Exercise objective:
Retype everything in the entries that follow, exactly as shown.

Data for this exercise:
use ethers::signers::Signer;
use ethers::types::{Address, H256};
use ethers::utils::{get_contract_address, keccak256};
use serde::{Deserialize, Serialize};
use tracing::{info, instrument, warn};

use super::DeploymentRequest;
use crate::client::LedgerClient;
use crate::error::{DeployError, DeployResult};
use crate::template::TokenTemplate;

/// A broadcast deployment, not yet confirmed.
#[derive(Debug, Clone, Copy, PartialEq, Eq, Serialize, Deserialize)]
pub struct Submission {
    pub contract_address: Address,
    pub transaction_hash: H256,
}

/// Signs the contract-creation transaction locally and broadcasts it.
#[instrument(skip_all, fields(name = %request.token.name, symbol = %request.token.symbol))]
pub async fn submit(
    client: &dyn LedgerClient,
    template: &TokenTemplate,
    request: DeploymentRequest,
) -> DeployResult<Submission> {
    let DeploymentRequest {
        token,
        authorization,
    } = request;

    let init_code =
        template.init_code(&token.name, &token.symbol, &token.supply)?;

    let contract_address =
        get_contract_address(authorization.from(), authorization.nonce());

    let (tx, wallet) = authorization.into_creation(init_code);

    let signature = wallet.sign_transaction(&tx).await.map_err(|err| {
        DeployError::InvalidCredential(format!("signing failed: {err}"))
    })?;

    let raw = tx.rlp_signed(&signature);
    let local_hash = H256(keccak256(&raw));

    let transaction_hash = client
        .send_raw_transaction(raw)
        .await
        .map_err(|err| DeployError::Broadcast(err.to_string()))?;

    if transaction_hash != local_hash {
        warn!(
            ?local_hash,
            node_hash = ?transaction_hash,
            "Node reported a different transaction hash"
        );
    }

    info!(?contract_address, ?transaction_hash, "Deployment broadcast");

    Ok(Submission {
        contract_address,
        transaction_hash,
    })
}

Exercise solution:
use ethers::signers::Signer;
use ethers::types::{Address, H256};
use ethers::utils::{get_contract_address, keccak256};
use serde::{Deserialize, Serialize};
use tracing::{info, instrument, warn};

use super::DeploymentRequest;
use crate::client::LedgerClient;
use crate::error::{DeployError, DeployResult};
use crate::template::TokenTemplate;

/// A broadcast deployment, not yet confirmed.
#[derive(Debug, Clone, Copy, PartialEq, Eq, Serialize, Deserialize)]
pub struct Submission {
    pub contract_address: Address,
    pub transaction_hash: H256,
}

/// Signs the contract-creation transaction locally and broadcasts it.
#[instrument(skip_all, fields(name = %request.token.name, symbol = %request.token.symbol))]
pub async fn submit(
    client: &dyn LedgerClient,
    template: &TokenTemplate,
    request: DeploymentRequest,
) -> DeployResult<Submission> {
    let DeploymentRequest {
        token,
        authorization,
    } = request;

    let init_code =
        template.init_code(&token.name, &token.symbol, &token.supply)?;

    let contract_address =
        get_contract_address(authorization.from(), authorization.nonce());

    let (tx, wallet) = authorization.into_creation(init_code);

    let signature = wallet.sign_transaction(&tx).await.map_err(|err| {
        DeployError::InvalidCredential(format!("signing failed: {err}"))
    })?;

    let raw = tx.rlp_signed(&signature);
    let local_hash = H256(keccak256(&raw));

    let transaction_hash = client
        .send_raw_transaction(raw)
        .await
        .map_err(|err| DeployError::Broadcast(err.to_string()))?;

    if transaction_hash != local_hash {
        warn!(
            ?local_hash,
            node_hash = ?transaction_hash,
            "Node reported a different transaction hash"
        );
    }

    info!(?contract_address, ?transaction_hash, "Deployment broadcast");

    Ok(Submission {
        contract_address,
        transaction_hash,
    })
}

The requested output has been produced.